At the forefront of this shift is S1T2 (Story 1st, Technology 2nd), a creative studio based in Australia and New Zealand with work spanning APAC and the Middle East.
S1T2 designs immersive and interactive experiences that bring story, space and technology into close conversation. Across physical environments and digital worlds, the studio is interested in how audiences participate, connect and collectively shape what happens next.
Working at the intersection of experience, art, and technology, S1T2 aims to create experiences that explore new modes of storytelling and new ways of being together.
Whether it’s presence in an immersive space or actions in an interactive world, the ambition of this team lies in creating experiences where many perspectives meet to shape what comes next.

L to R: executive creative director and co-founder Christopher Panzetta; Aiyana Merlo, lead creative strategist, and Jarrad Vladich, production director
Images courtesy of S1T2
The studio is led by executive creative director and co-founder Christopher Panzetta, who speaks to blooloop alongside Aiyana Merlo, lead creative strategist, and Jarrad Vladich, production director.
S1T2’s portfolio spans museum exhibitions, built environment, themed entertainment, and beyond. A variety that demonstrates how the universal languages of storytelling scale seamlessly across different environments.
As the S1T2 team prepares to head to IAAPA Asia in Hong Kong, they are eager to explore the trends and shifts shaping the next generation of story-based interactive and immersive experiences.
By focusing on human behaviour rather than just the underlying technology, S1T2 is pioneering frameworks that transform immersive spaces from simple canvases for delivering content into dynamic playgrounds where audiences can discover themselves and each other.
From storytelling to storymaking
At the heart of S1T2's philosophy is a vital distinction: the evolution from storytelling to storymaking.
In traditional storytelling, meaning is pre-determined and delivered to a passive audience. In storymaking, meaning emerges organically from what audiences do, feel, and discover together.
"In storytelling, we give meaning to our audiences," Panzetta says. In the spatial and immersive sectors, however, the paradigm is shifting. "Our job now is to create the conditions where a story can happen, where visitors can create their own meaning.”

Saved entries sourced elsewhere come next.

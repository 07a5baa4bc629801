//! Request/response types for the registry contract interface.

use chrono::{DateTime, Utc};
use serde::{Deserialize, Serialize};

/// A validated write call against the registry contract.
#[derive(Debug, Clone, PartialEq, Serialize, Deserialize)]
#[serde(tag = "method", rename_all = "camelCase")]
pub enum RegistryCall {
    #[serde(rename_all = "camelCase")]
    Register {
        agent_id: String,
        did: String,
        metadata_uri: String,
        owner_id: String,
    },
    #[serde(rename_all = "camelCase")]
    Update {
        agent_id: String,
        metadata_uri: String,
    },
    #[serde(rename_all = "camelCase")]
    Deactivate { agent_id: String },
    #[serde(rename_all = "camelCase")]
    Reactivate { agent_id: String },
    #[serde(rename_all = "camelCase")]
    TransferOwnership {
        agent_id: String,
        new_owner_id: String,
    },
}

impl RegistryCall {
    pub fn agent_id(&self) -> &str {
        match self {
            Self::Register { agent_id, .. }
            | Self::Update { agent_id, .. }
            | Self::Deactivate { agent_id }
            | Self::Reactivate { agent_id }
            | Self::TransferOwnership { agent_id, .. } => agent_id,
        }
    }
}

/// A submitted, not yet confirmed transaction.
#[derive(Debug, Clone, PartialEq, Serialize, Deserialize)]
#[serde(rename_all = "camelCase")]
pub struct PendingTransaction {
    pub transaction_hash: String,
}

/// Receipt returned once a transaction has reached the requested
/// confirmation depth.
#[derive(Debug, Clone, PartialEq, Serialize, Deserialize)]
#[serde(rename_all = "camelCase")]
pub struct TransactionReceipt {
    pub transaction_hash: String,
    pub block_number: u64,
    /// Whether the transaction executed successfully on chain.
    pub status: bool,
}

/// Current on-chain state of one agent, as read from the contract.
#[derive(Debug, Clone, PartialEq, Serialize, Deserialize)]
#[serde(rename_all = "camelCase")]
pub struct OnChainAgent {
    pub agent_id: String,
    pub did: String,
    pub metadata_uri: String,
    pub owner_id: String,
    pub active: bool,
    pub registered_at: DateTime<Utc>,
    pub updated_at: DateTime<Utc>,
}

/// Snapshot of the ledger connection, cached with a short TTL because it
/// reflects near-real-time state.
#[derive(Debug, Clone, PartialEq, Serialize, Deserialize)]
#[serde(rename_all = "camelCase")]
pub struct ChainStatus {
    pub network: String,
    pub chain_id: u64,
    pub latest_block: u64,
    pub contract_address: String,
}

S1T2’s recent collaboration with Museums Victoria, Antopia, shows this idea in action. This story-driven immersive experience explored the complexities of an ant colony, not through a linear narrative given to visitors, but through a story built by those visitors themselves.

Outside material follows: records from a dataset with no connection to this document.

//! Registry contract events as delivered by the ledger.

use serde::{Deserialize, Serialize};
use std::fmt;
use std::str::FromStr;

/// The five event types emitted by the registry contract.
#[derive(Debug, Clone, Copy, PartialEq, Eq, Hash, Serialize, Deserialize)]
pub enum EventType {
    #[serde(rename = "AgentRegistered")]
    Registered,
    #[serde(rename = "AgentUpdated")]
    Updated,
    #[serde(rename = "AgentDeactivated")]
    Deactivated,
    #[serde(rename = "AgentReactivated")]
    Reactivated,
    OwnershipTransferred,
}

impl EventType {
    /// All event types, in a fixed order used for historical scans.
    pub const ALL: [EventType; 5] = [
        EventType::Registered,
        EventType::Updated,
        EventType::Deactivated,
        EventType::Reactivated,
        EventType::OwnershipTransferred,
    ];

    /// On-wire event name as emitted by the contract.
    pub fn as_str(self) -> &'static str {
        match self {
            Self::Registered => "AgentRegistered",
            Self::Updated => "AgentUpdated",
            Self::Deactivated => "AgentDeactivated",
            Self::Reactivated => "AgentReactivated",
            Self::OwnershipTransferred => "OwnershipTransferred",
        }
    }
}

impl fmt::Display for EventType {
    fn fmt(&self, f: &mut fmt::Formatter<'_>) -> fmt::Result {
        f.write_str(self.as_str())
    }
}

impl FromStr for EventType {
    type Err = anyhow::Error;

    fn from_str(s: &str) -> Result<Self, Self::Err> {
        match s {
            "AgentRegistered" => Ok(Self::Registered),
            "AgentUpdated" => Ok(Self::Updated),
            "AgentDeactivated" => Ok(Self::Deactivated),
            "AgentReactivated" => Ok(Self::Reactivated),
            "OwnershipTransferred" => Ok(Self::OwnershipTransferred),
            _ => Err(anyhow::anyhow!("unknown event type: {s}")),
        }
    }
}

/// Decoded registry event payload.
#[derive(Debug, Clone, PartialEq, Serialize, Deserialize)]
#[serde(tag = "type", content = "data")]
pub enum RegistryEvent {
    AgentRegistered {
        #[serde(rename = "agentId")]
        agent_id: String,
        did: String,
        #[serde(rename = "metadataUri")]
        metadata_uri: String,
        #[serde(rename = "ownerId")]
        owner_id: String,
    },
    AgentUpdated {
        #[serde(rename = "agentId")]
        agent_id: String,
        #[serde(rename = "metadataUri")]
        metadata_uri: String,
    },
    AgentDeactivated {
        #[serde(rename = "agentId")]
        agent_id: String,
    },
    AgentReactivated {
        #[serde(rename = "agentId")]
        agent_id: String,
    },
    OwnershipTransferred {
        #[serde(rename = "agentId")]
        agent_id: String,
        #[serde(rename = "oldOwnerId")]
        old_owner_id: String,
        #[serde(rename = "newOwnerId")]
        new_owner_id: String,
    },
}

impl RegistryEvent {
    pub fn event_type(&self) -> EventType {
        match self {
            Self::AgentRegistered { .. } => EventType::Registered,
            Self::AgentUpdated { .. } => EventType::Updated,
            Self::AgentDeactivated { .. } => EventType::Deactivated,
            Self::AgentReactivated { .. } => EventType::Reactivated,
            Self::OwnershipTransferred { .. } => EventType::OwnershipTransferred,
        }
    }

    pub fn agent_id(&self) -> &str {
        match self {
            Self::AgentRegistered { agent_id, .. }
            | Self::AgentUpdated { agent_id, .. }
            | Self::AgentDeactivated { agent_id }
            | Self::AgentReactivated { agent_id }
            | Self::OwnershipTransferred { agent_id, .. } => agent_id,
        }
    }

    /// Event arguments as a JSON object, as stored in the ledger's
    /// `data` column.
    pub fn payload(&self) -> serde_json::Value {
        match serde_json::to_value(self) {
            Ok(serde_json::Value::Object(map)) => {
                map.get("data").cloned().unwrap_or(serde_json::Value::Null)
            }
            _ => serde_json::Value::Null,
        }
    }

    /// Rebuild an event from its ledger representation.
    pub fn from_parts(
        event_type: EventType,
        data: serde_json::Value,
    ) -> Result<Self, serde_json::Error> {
        serde_json::from_value(serde_json::json!({
            "type": event_type.as_str(),
            "data": data,
        }))
    }
}

/// A registry event together with its delivery coordinates on the ledger.
///
/// An event is uniquely identified by `(transaction_hash, event_type)`;
/// the subscriber must never dispatch the same identity twice.
#[derive(Debug, Clone, PartialEq, Serialize, Deserialize)]
pub struct EventEnvelope {
    #[serde(rename = "transactionHash")]
    pub transaction_hash: String,
    #[serde(rename = "blockNumber")]
    pub block_number: u64,
    #[serde(flatten)]
    pub event: RegistryEvent,
}

impl EventEnvelope {
    pub fn identity(&self) -> (&str, EventType) {
        (&self.transaction_hash, self.event.event_type())
    }
}

#[cfg(test)]
mod tests {
    use super::*;

    fn registered_envelope() -> EventEnvelope {
        EventEnvelope {
            transaction_hash: "0xabc".into(),
            block_number: 100,
            event: RegistryEvent::AgentRegistered {
                agent_id: "a1".into(),
                did: "did:x:1".into(),
                metadata_uri: "ipfs://Qm1".into(),
                owner_id: "u1".into(),
            },
        }
    }

    #[test]
    fn test_event_type_round_trip() {
        for ty in EventType::ALL {
            assert_eq!(ty.as_str().parse::<EventType>().unwrap(), ty);
        }
        assert!("AgentRenamed".parse::<EventType>().is_err());
    }

    #[test]
    fn test_envelope_serde_shape() {
        let value = serde_json::to_value(registered_envelope()).unwrap();
        assert_eq!(value["transactionHash"], "0xabc");
        assert_eq!(value["blockNumber"], 100);
        assert_eq!(value["type"], "AgentRegistered");
        assert_eq!(value["data"]["agentId"], "a1");
        assert_eq!(value["data"]["metadataUri"], "ipfs://Qm1");

        let back: EventEnvelope = serde_json::from_value(value).unwrap();
        assert_eq!(back, registered_envelope());
    }

    #[test]
    fn test_payload_and_from_parts() {
        let envelope = registered_envelope();
        let data = envelope.event.payload();
        assert_eq!(data["ownerId"], "u1");

        let rebuilt = RegistryEvent::from_parts(EventType::Registered, data).unwrap();
        assert_eq!(rebuilt, envelope.event);
    }

    #[test]
    fn test_identity() {
        let envelope = registered_envelope();
        assert_eq!(envelope.identity(), ("0xabc", EventType::Registered));
    }
}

The experience encompassed a 1,000-square-metre space with five distinct ‘rooms’, powered by Unreal Engine and a constellation of responsive technologies. But all were driven by a single, simple mechanic: using your own personal pheromone trail to help keep the colony alive.

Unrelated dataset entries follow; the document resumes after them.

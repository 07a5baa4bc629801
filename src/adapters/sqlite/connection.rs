//! SQLite connection pool management for the document store.

use sqlx::sqlite::{SqliteConnectOptions, SqliteJournalMode, SqlitePoolOptions, SqliteSynchronous};
use sqlx::SqlitePool;
use std::path::Path;
use std::str::FromStr;
use std::time::Duration;
use thiserror::Error;

use crate::domain::models::DatabaseConfig;

#[derive(Debug, Error)]
pub enum ConnectionError {
    #[error("failed to create pool: {0}")]
    PoolCreationFailed(#[source] sqlx::Error),
    #[error("invalid database path: {0}")]
    InvalidDatabasePath(String),
    #[error("failed to create database directory: {0}")]
    DirectoryCreationFailed(#[source] std::io::Error),
}

/// Open the document-store pool described by `config`, creating the
/// database file and its parent directory if missing.
pub async fn create_pool(config: &DatabaseConfig) -> Result<SqlitePool, ConnectionError> {
    ensure_parent_directory(&config.path)?;

    let url = format!("sqlite:{}", config.path);
    let connect_options = SqliteConnectOptions::from_str(&url)
        .map_err(|_| ConnectionError::InvalidDatabasePath(config.path.clone()))?
        .create_if_missing(true)
        .journal_mode(SqliteJournalMode::Wal)
        .synchronous(SqliteSynchronous::Normal)
        .foreign_keys(true)
        .busy_timeout(Duration::from_secs(30));

    SqlitePoolOptions::new()
        .max_connections(config.max_connections)
        .acquire_timeout(Duration::from_secs(3))
        .connect_with(connect_options)
        .await
        .map_err(ConnectionError::PoolCreationFailed)
}

/// In-memory pool for tests. Single connection so every query sees the
/// same database.
pub async fn create_test_pool() -> Result<SqlitePool, ConnectionError> {
    let connect_options = SqliteConnectOptions::from_str("sqlite::memory:")
        .map_err(|_| ConnectionError::InvalidDatabasePath(":memory:".into()))?
        .foreign_keys(true);

    SqlitePoolOptions::new()
        .max_connections(1)
        .connect_with(connect_options)
        .await
        .map_err(ConnectionError::PoolCreationFailed)
}

fn ensure_parent_directory(path: &str) -> Result<(), ConnectionError> {
    if path == ":memory:" || path.is_empty() {
        return Ok(());
    }

    if let Some(parent) = Path::new(path).parent() {
        if !parent.as_os_str().is_empty() && !parent.exists() {
            std::fs::create_dir_all(parent).map_err(ConnectionError::DirectoryCreationFailed)?;
        }
    }
    Ok(())
}
//! Bounded retry with exponential backoff for transient chain failures.
//!
//! Backoff doubles per attempt and is capped at a few seconds so that a
//! flapping endpoint slows operations down instead of stalling them.
//! Permanent failures (contract rejections, malformed responses) are
//! returned immediately.

use std::future::Future;
use std::time::Duration;
use tokio::time::sleep;
use tracing::{debug, warn};

use crate::domain::errors::ChainError;
use crate::domain::models::RetryConfig;

#[derive(Debug, Clone)]
pub struct RetryPolicy {
    max_retries: u32,
    initial_backoff_ms: u64,
    max_backoff_ms: u64,
}

impl RetryPolicy {
    pub fn new(max_retries: u32, initial_backoff_ms: u64, max_backoff_ms: u64) -> Self {
        Self {
            max_retries,
            initial_backoff_ms,
            max_backoff_ms,
        }
    }

    pub fn from_config(config: &RetryConfig) -> Self {
        Self::new(
            config.max_retries,
            config.initial_backoff_ms,
            config.max_backoff_ms,
        )
    }

    /// Run `operation`, retrying transient `ChainError`s up to the
    /// configured attempt count.
    pub async fn execute<F, Fut, T>(&self, mut operation: F) -> Result<T, ChainError>
    where
        F: FnMut() -> Fut,
        Fut: Future<Output = Result<T, ChainError>>,
    {
        let mut attempt = 0;

        loop {
            match operation().await {
                Ok(result) => {
                    if attempt > 0 {
                        debug!(retries = attempt, "operation succeeded after retrying");
                    }
                    return Ok(result);
                }
                Err(err) if err.is_transient() && attempt < self.max_retries => {
                    let backoff = self.calculate_backoff(attempt);
                    warn!(
                        attempt = attempt + 1,
                        error = %err,
                        backoff_ms = backoff.as_millis() as u64,
                        "transient RPC failure, retrying"
                    );
                    sleep(backoff).await;
                    attempt += 1;
                }
                Err(err) => return Err(err),
            }
        }
    }

    /// min(initial * 2^attempt, max)
    fn calculate_backoff(&self, attempt: u32) -> Duration {
        let backoff_ms = self
            .initial_backoff_ms
            .saturating_mul(2_u64.saturating_pow(attempt))
            .min(self.max_backoff_ms);
        Duration::from_millis(backoff_ms)
    }
}

impl Default for RetryPolicy {
    fn default() -> Self {
        Self::from_config(&RetryConfig::default())
    }
}

#[cfg(test)]
mod tests {
    use super::*;
    use std::sync::atomic::{AtomicU32, Ordering};
    use std::sync::Arc;

    #[test]
    fn test_backoff_calculation() {
        let policy = RetryPolicy::new(5, 500, 5_000);

        assert_eq!(policy.calculate_backoff(0), Duration::from_millis(500));
        assert_eq!(policy.calculate_backoff(1), Duration::from_millis(1_000));
        assert_eq!(policy.calculate_backoff(2), Duration::from_millis(2_000));
        assert_eq!(policy.calculate_backoff(3), Duration::from_millis(4_000));
        // Capped
        assert_eq!(policy.calculate_backoff(4), Duration::from_millis(5_000));
        assert_eq!(policy.calculate_backoff(10), Duration::from_millis(5_000));
    }

    #[tokio::test]
    async fn test_retries_transient_errors() {
        let policy = RetryPolicy::new(3, 1, 10);
        let calls = Arc::new(AtomicU32::new(0));

        let result = policy
            .execute(|| {
                let calls = calls.clone();
                async move {
                    if calls.fetch_add(1, Ordering::SeqCst) < 2 {
                        Err(ChainError::Rpc("connection reset".into()))
                    } else {
                        Ok(42)
                    }
                }
            })
            .await;

        assert_eq!(result.unwrap(), 42);
        assert_eq!(calls.load(Ordering::SeqCst), 3);
    }

    #[tokio::test]
    async fn test_permanent_error_not_retried() {
        let policy = RetryPolicy::new(3, 1, 10);
        let calls = Arc::new(AtomicU32::new(0));

        let result: Result<(), _> = policy
            .execute(|| {
                let calls = calls.clone();
                async move {
                    calls.fetch_add(1, Ordering::SeqCst);
                    Err(ChainError::Endpoint("agent already exists".into()))
                }
            })
            .await;

        assert!(result.is_err());
        assert_eq!(calls.load(Ordering::SeqCst), 1);
    }

    #[tokio::test]
    async fn test_exhausts_retries() {
        let policy = RetryPolicy::new(2, 1, 10);
        let calls = Arc::new(AtomicU32::new(0));

        let result: Result<(), _> = policy
            .execute(|| {
                let calls = calls.clone();
                async move {
                    calls.fetch_add(1, Ordering::SeqCst);
                    Err(ChainError::Rpc("timeout".into()))
                }
            })
            .await;

        assert!(result.is_err());
        // Initial attempt + 2 retries
        assert_eq!(calls.load(Ordering::SeqCst), 3);
    }
}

"Wherever you walk, you collect ants, and then you pass them off to different tasks," Panzetta explains. “It’s one small action. But how does that play out in a collective space? How do all your actions come together to create this larger outcome?"
"It almost gives license to a more playful existence when you're in a space, because you know it's a safe place to test and see what means what... ensuring that visitors come away with something important or resonant to them.”
Simple canvases become dynamic playgrounds
The location-based entertainment industry has seen a clear trajectory of development over the past few years.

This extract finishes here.